[Opening Stored data section]

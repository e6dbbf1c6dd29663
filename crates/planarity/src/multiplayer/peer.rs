use std::collections::VecDeque;

use rand::Rng;
use tracing::{debug, info};

use super::rendezvous::{Action, Phase, Rendezvous};
use super::transport::Transport;
use super::{MatchSettings, ProtocolError};
use crate::events::{Event, EventQueue, EventSender, Ticker};
use crate::game::{Clock, Input, Note, Player, Turn, apply_event, apply_input, next_turn};
use crate::graph::generator::Generator;
use crate::session::{Change, Level, Mode, Session};

/// How a match ended for the local player.
#[derive(Debug, Clone, Copy, PartialEq, Eq)]
pub enum MatchOutcome {
    Won { score: u32 },
    Lost,
    /// Backed out before the puzzle exchange.
    Cancelled,
    /// Backed out mid-exchange.
    Abandoned,
    /// Backed out while playing.
    Left,
}

impl MatchOutcome {
    fn from_phase(phase: Phase, session: &Session) -> Option<Self> {
        match phase {
            Phase::Won => Some(Self::Won {
                score: session.score(),
            }),
            Phase::Lost => Some(Self::Lost),
            Phase::Cancelled => Some(Self::Cancelled),
            Phase::Abandoned => Some(Self::Abandoned),
            Phase::Left => Some(Self::Left),
            Phase::Connecting | Phase::Ready { .. } | Phase::Transfer(_) | Phase::Playing => None,
        }
    }
}

struct Peer<'a, T: ?Sized> {
    transport: &'a T,
    topic: &'a str,
    rendezvous: Rendezvous,
    session: Session,
    clock: Option<Clock>,
}

impl<T: Transport + ?Sized> Peer<'_, T> {
    /// Carry out rendezvous actions, including those they trigger.
    fn perform<P: Player, R: Rng>(
        &mut self,
        actions: Vec<Action>,
        generator: &mut Generator<R>,
        sender: &EventSender,
        player: &mut P,
    ) -> Result<(), ProtocolError> {
        let mut work = VecDeque::from(actions);
        while let Some(action) = work.pop_front() {
            match action {
                Action::Publish(payload) => {
                    debug!(role = %self.rendezvous.role(), %payload, "publish");
                    self.transport.publish(self.topic, &payload)?;
                }
                Action::Generate => {
                    let puzzle = generator.generate()?;
                    work.extend(self.rendezvous.offer(puzzle));
                }
                Action::Begin(puzzle) => {
                    self.session.start(puzzle);
                    self.clock = Some(Clock::attach(&self.session, sender.clone()));
                    player.notify(Note::Dealt(&self.session));
                }
                Action::Defeated => {
                    self.clock = None;
                    let change = self.session.lose();
                    if change != Change::Ignored {
                        player.notify(Note::Changed(&self.session, change));
                    }
                }
            }
        }
        Ok(())
    }

    /// Pass a session change on, and announce a local win.
    fn report<P: Player>(&mut self, change: Change, player: &mut P) -> Vec<Action> {
        if change == Change::Ignored {
            return Vec::new();
        }
        player.notify(Note::Changed(&self.session, change));
        match change {
            Change::Solved { .. } => {
                self.clock = None;
                self.rendezvous.local_solved()
            }
            _ => Vec::new(),
        }
    }
}

/// Pair with a peer on `settings.topic`, exchange a puzzle and race to solve it.
///
/// The host generates the puzzle with `generator`; the joining side plays
/// whatever it receives. Both sides play with the classic clock.
pub async fn run_match<T, P, R>(
    transport: &T,
    settings: &MatchSettings,
    generator: &mut Generator<R>,
    player: &mut P,
) -> Result<MatchOutcome, ProtocolError>
where
    T: Transport + ?Sized,
    P: Player,
    R: Rng,
{
    let mut queue = EventQueue::new();
    let sender = queue.sender();
    let inbox = queue.sender();
    transport.subscribe(
        &settings.topic,
        Box::new(move |message| inbox.post(Event::Network(message.to_string()))),
    )?;
    let _retry = Ticker::attach(queue.sender(), settings.retry_interval, Event::Retry);

    let mut peer = Peer {
        transport,
        topic: &settings.topic,
        rendezvous: Rendezvous::new(settings.role, settings.max_retries),
        session: Session::new(Mode::Classic, Level::default()),
        clock: None,
    };
    info!(role = %settings.role, topic = %settings.topic, "joining rendezvous");

    let opening = peer.rendezvous.start();
    peer.perform(opening, generator, &sender, player)?;
    let mut phase = peer.rendezvous.phase();
    player.notify(Note::Phase(&phase));

    loop {
        if let Some(outcome) = MatchOutcome::from_phase(phase, &peer.session) {
            info!(role = %settings.role, ?outcome, "match finished");
            return Ok(outcome);
        }

        let actions = match next_turn(player, &mut queue).await {
            Turn::Input(None | Some(Input::Back)) => {
                peer.rendezvous.press_back();
                peer.clock = None;
                peer.session.abandon();
                Vec::new()
            }
            Turn::Input(Some(Input::Start)) => peer.rendezvous.press_start(),
            Turn::Input(Some(Input::Show)) => {
                if peer.session.is_playing() {
                    player.notify(Note::Board(&peer.session));
                } else {
                    player.notify(Note::Phase(&phase));
                }
                Vec::new()
            }
            Turn::Input(Some(input)) => {
                let change = apply_input(&mut peer.session, input);
                peer.report(change, player)
            }
            Turn::Event(Event::Network(message)) => peer.rendezvous.on_message(&message)?,
            Turn::Event(Event::Retry) => peer.rendezvous.on_retry()?,
            Turn::Event(event) => {
                let change = apply_event(&mut peer.session, &event, generator);
                peer.report(change, player)
            }
        };
        peer.perform(actions, generator, &sender, player)?;

        let next = peer.rendezvous.phase();
        if next != phase {
            phase = next;
            player.notify(Note::Phase(&phase));
        }
    }
}
use std::fmt;

use crate::session::Mode;

/// Number of player slots on the leaderboard.
pub const PLAYER_SLOTS: usize = 5;

/// A 1-based player slot.
#[derive(Debug, Clone, Copy, PartialEq, Eq, PartialOrd, Ord, Hash)]
pub struct PlayerSlot(u8);

impl PlayerSlot {
    pub fn new(number: u8) -> Option<Self> {
        (1..=PLAYER_SLOTS as u8).contains(&number).then_some(Self(number))
    }

    pub fn number(self) -> u8 {
        self.0
    }

    fn index(self) -> usize {
        self.0 as usize - 1
    }

    pub fn all() -> impl Iterator<Item = PlayerSlot> {
        (1..=PLAYER_SLOTS as u8).map(PlayerSlot)
    }
}

impl Default for PlayerSlot {
    fn default() -> Self {
        Self(1)
    }
}

impl fmt::Display for PlayerSlot {
    fn fmt(&self, f: &mut fmt::Formatter<'_>) -> fmt::Result {
        write!(f, "Player {}", self.0)
    }
}

/// Best score per player and mode. Lower is better; lives only as long as the process.
#[derive(Debug, Clone, Default, PartialEq, Eq)]
pub struct ScoreLedger {
    best: [[Option<u32>; 3]; PLAYER_SLOTS],
}

impl ScoreLedger {
    pub fn new() -> Self {
        Self::default()
    }

    /// Keep `score` if it beats the stored best. Returns whether it did.
    pub fn record(&mut self, player: PlayerSlot, mode: Mode, score: u32) -> bool {
        let slot = &mut self.best[player.index()][mode.index()];
        match *slot {
            Some(best) if best <= score => false,
            _ => {
                *slot = Some(score);
                true
            }
        }
    }

    pub fn best(&self, player: PlayerSlot, mode: Mode) -> Option<u32> {
        self.best[player.index()][mode.index()]
    }

    /// Best score in `mode` across all players.
    pub fn leader(&self, mode: Mode) -> Option<u32> {
        PlayerSlot::all().filter_map(|p| self.best(p, mode)).min()
    }

    /// Whether `player` holds the best score in `mode` (ties all lead).
    pub fn is_leader(&self, player: PlayerSlot, mode: Mode) -> bool {
        match (self.best(player, mode), self.leader(mode)) {
            (Some(mine), Some(top)) => mine == top,
            _ => false,
        }
    }
}

#[cfg(test)]
mod tests {
    use super::*;

    fn player(n: u8) -> PlayerSlot {
        PlayerSlot::new(n).unwrap()
    }

    #[test]
    fn slots_are_one_based() {
        assert!(PlayerSlot::new(0).is_none());
        assert!(PlayerSlot::new(6).is_none());
        assert_eq!(PlayerSlot::all().count(), PLAYER_SLOTS);
        assert_eq!(player(3).to_string(), "Player 3");
    }

    #[test]
    fn keeps_only_improvements() {
        let mut ledger = ScoreLedger::new();
        assert!(ledger.record(player(2), Mode::Classic, 17));
        assert_eq!(ledger.best(player(2), Mode::Classic), Some(17));
        assert!(!ledger.record(player(2), Mode::Classic, 25));
        assert_eq!(ledger.best(player(2), Mode::Classic), Some(17));
        assert!(ledger.record(player(2), Mode::Classic, 10));
        assert_eq!(ledger.best(player(2), Mode::Classic), Some(10));
    }

    #[test]
    fn equal_score_is_not_an_improvement() {
        let mut ledger = ScoreLedger::new();
        ledger.record(player(1), Mode::Crazy, 40);
        assert!(!ledger.record(player(1), Mode::Crazy, 40));
    }

    #[test]
    fn modes_and_players_are_independent() {
        let mut ledger = ScoreLedger::new();
        ledger.record(player(1), Mode::RaceAgainstTime, 5);
        assert_eq!(ledger.best(player(1), Mode::Classic), None);
        assert_eq!(ledger.best(player(2), Mode::RaceAgainstTime), None);
    }

    #[test]
    fn ties_share_the_lead() {
        let mut ledger = ScoreLedger::new();
        ledger.record(player(1), Mode::Classic, 30);
        ledger.record(player(4), Mode::Classic, 30);
        ledger.record(player(5), Mode::Classic, 31);
        assert_eq!(ledger.leader(Mode::Classic), Some(30));
        assert!(ledger.is_leader(player(1), Mode::Classic));
        assert!(ledger.is_leader(player(4), Mode::Classic));
        assert!(!ledger.is_leader(player(5), Mode::Classic));
        assert!(!ledger.is_leader(player(2), Mode::Classic));
    }

    #[test]
    fn empty_mode_has_no_leader() {
        assert_eq!(ScoreLedger::new().leader(Mode::Crazy), None);
    }
}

[Closing Stored data section]

Pick each line holding the word "attach" out of the data and copy it.

**Answer for the task**
                    self.clock = Some(Clock::attach(&self.session, sender.clone()));
    let _retry = Ticker::attach(queue.sender(), settings.retry_interval, Event::Retry);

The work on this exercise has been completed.